Question

verify

sint/1-cost=csct+cott

so far I got the RHS to equal

1+cost/sint

how can I make both sides equal without crossing over?

Answer 1

you're basically done.. :)

Answer 2

\(\large \frac{1+cost}{sint} =\frac{1}{sint} + \frac{cost}{sint} = \) ????

Answer 3

\[\frac{ 1 }{ sint }= csct \]

Answer 4

than

Answer 5

\[\frac{ cost }{ sint }=cott\]

Answer 6

well in my case, when i am stuck on RHS, i see LHS and see what i need whether i can find some connection

Answer 7

what do you think you'll need to do in order to make \[(1+cosx)/sinx\] into\[sinx/(1-cosx)\]

Answer 8

what equation has both sinx and cosx in it?

Answer 9

\[\sin ^{2}t+\cos ^{2}t=1\]

Answer 10

well even i don't know how i got to this..
i'll just show you\[(1+cosx)/sinx = sinx(1+cosx)/\sin^2x = sinx(1+cosx)/(1-\cos^2x)\]

Answer 11

\[\frac{ sint }{ cost }=tant\]

Answer 12

you know how to do the rest right?

Answer 13

let me right it out

Answer 14

what kind of book has these difficult trigonometry questions?

Answer 15

swokowski algebra and trig

Answer 16

all these questions could be on our test tomorrow

Answer 17

i see. good luck:)

Answer 18

thx i need it

Answer 19

so you multiplied the right side with sinx/sinx?

Answer 20

sorry but im stuck, not sure how you got to where you got. where did the sinx come from?

Answer 21

\[\frac{\sin t}{1-\cos t} = \csc t+\cot t\]

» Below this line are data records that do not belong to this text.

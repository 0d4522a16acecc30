//! TimerTracker - ホストが作ったハンドルの追跡
//!
//! # 学習ポイント
//! - `Rc<RefCell<_>>` による単一スレッドでの共有状態
//! - `Weak` で循環参照を避けたコールバックのラップ
//! - 借用をコールバック実行前に手放して再入可能にする

use std::cell::{Cell, RefCell};
use std::rc::Rc;
use std::time::Duration;

use tracing::{debug, trace};

use super::status::TrackerStatus;
use crate::domain::{Category, HandleId, HandleLists};
use crate::ports::{Callback, Scheduler};

/// TimerTracker はホスト 1 つ分のハンドル台帳とスケジューラを束ねる
///
/// # 使用例
/// ```ignore
/// let tracker = TimerTracker::new(Rc::new(ManualScheduler::new()));
/// let id = tracker.schedule(Category::Delayed, || println!("tick"), Duration::from_millis(100));
/// tracker.cancel(Category::Delayed, id);
/// tracker.release_all();
/// ```
///
/// # Clone
/// clone は同じ台帳を共有するハンドルを返します（別ホスト用の台帳ではない）。
pub struct TimerTracker<S: Scheduler> {
    scheduler: Rc<S>,
    lists: Rc<RefCell<HandleLists>>,
}

impl<S: Scheduler + 'static> TimerTracker<S> {
    pub fn new(scheduler: Rc<S>) -> Self {
        Self {
            scheduler,
            lists: Rc::new(RefCell::new(HandleLists::new())),
        }
    }

    pub fn scheduler(&self) -> &Rc<S> {
        &self.scheduler
    }

    /// コールバックを予約して id を台帳に載せる
    ///
    /// # フロー
    /// 1. one-shot ならラッパーで包む（発火直前に自分の id を台帳から外す）
    /// 2. スケジューラに渡して id を受け取る
    /// 3. 台帳に追加（リストがなければ作成）
    pub fn schedule<F>(&self, category: Category, callback: F, delay: Duration) -> HandleId
    where
        F: FnMut() + 'static,
    {
        // スケジューラが id を返すまで自分の id はわからない
        let slot: Rc<Cell<Option<HandleId>>> = Rc::new(Cell::new(None));

        let wrapped: Callback = if category.is_one_shot() {
            let lists = Rc::downgrade(&self.lists);
            let slot = slot.clone();
            let mut callback = callback;
            Box::new(move || {
                if let (Some(lists), Some(id)) = (lists.upgrade(), slot.get()) {
                    lists.borrow_mut().remove(category, id);
                    trace!(%category, handle = %id, "fired");
                }
                callback();
            })
        } else {
            Box::new(callback)
        };

        let id = self.scheduler.schedule(category, wrapped, delay);
        slot.set(Some(id));
        self.lists.borrow_mut().push(category, id);
        debug!(%category, handle = %id, ?delay, "scheduled");
        id
    }

    /// 台帳から外してスケジューラにキャンセルを伝える
    ///
    /// 台帳に無い id でもスケジューラの cancel は必ず呼ぶ。
    pub fn cancel(&self, category: Category, id: HandleId) {
        let tracked = self.lists.borrow_mut().remove(category, id);
        self.scheduler.cancel(category, id);
        debug!(%category, handle = %id, tracked, "cancelled");
    }

    /// 全カテゴリの未完了ハンドルをキャンセルし、台帳を absent に戻す
    ///
    /// 一度も schedule していなければ何もしない。
    pub fn release_all(&self) {
        for category in Category::ALL {
            let Some(ids) = self.lists.borrow_mut().take(category) else {
                continue;
            };
            for id in &ids {
                self.scheduler.cancel(category, *id);
            }
            debug!(%category, count = ids.len(), "released");
        }
    }

    /// 未完了の id 一覧（schedule 順）
    pub fn outstanding(&self, category: Category) -> Vec<HandleId> {
        self.lists
            .borrow()
            .get(category)
            .map(<[HandleId]>::to_vec)
            .unwrap_or_default()
    }

    pub fn len(&self, category: Category) -> usize {
        self.lists.borrow().len(category)
    }

    pub fn is_empty(&self) -> bool {
        self.lists.borrow().total() == 0
    }

    /// リストが present か（release_all 後は false）
    pub fn is_tracking(&self, category: Category) -> bool {
        self.lists.borrow().is_present(category)
    }

    pub fn status(&self) -> TrackerStatus {
        TrackerStatus::from_lists(&self.lists.borrow())
    }
}

impl<S: Scheduler> Clone for TimerTracker<S> {
    fn clone(&self) -> Self {
        Self {
            scheduler: self.scheduler.clone(),
            lists: self.lists.clone(),
        }
    }
}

Because csc t = 1 / sin t, and cot t = cos t / sin t this becomes:

\[\frac{\sin t}{1-\cos t} = \frac{1+\cos t}{\sin t}\]

Multipling left side by sin t/sin t and right side by (1- cos t)/(1- cos t)
\[\frac{\sin^{2}t}{\sin t\left(1-\cos t\right)} = \frac{\left(1+\cos t\right)\left(1-\cos t\right)}{\sin t\left(1-\cos t\right)}\]

Expanding brackets gives
\[\frac{\sin^2{t}}{\sin t\left(1-\cos t\right)} = \frac{1-\cos^{2}t}{\sin t\left(1-\cos t\right)}\]

We know that sin^2 t + cos^2 t = 1, so sin^2t = 1 - cos^2t:
\[\frac{1-\cos^{2}t}{\sin t\left(1-\cos t\right)} = \frac{1-\cos^{2}t}{\sin t\left(1-\cos t\right)}\]

Answer 22

thanks a million!

Answer 23

sorry i'm late. Meepi is right. again sinx/sinx =1, an identity.

Answer 24

thanks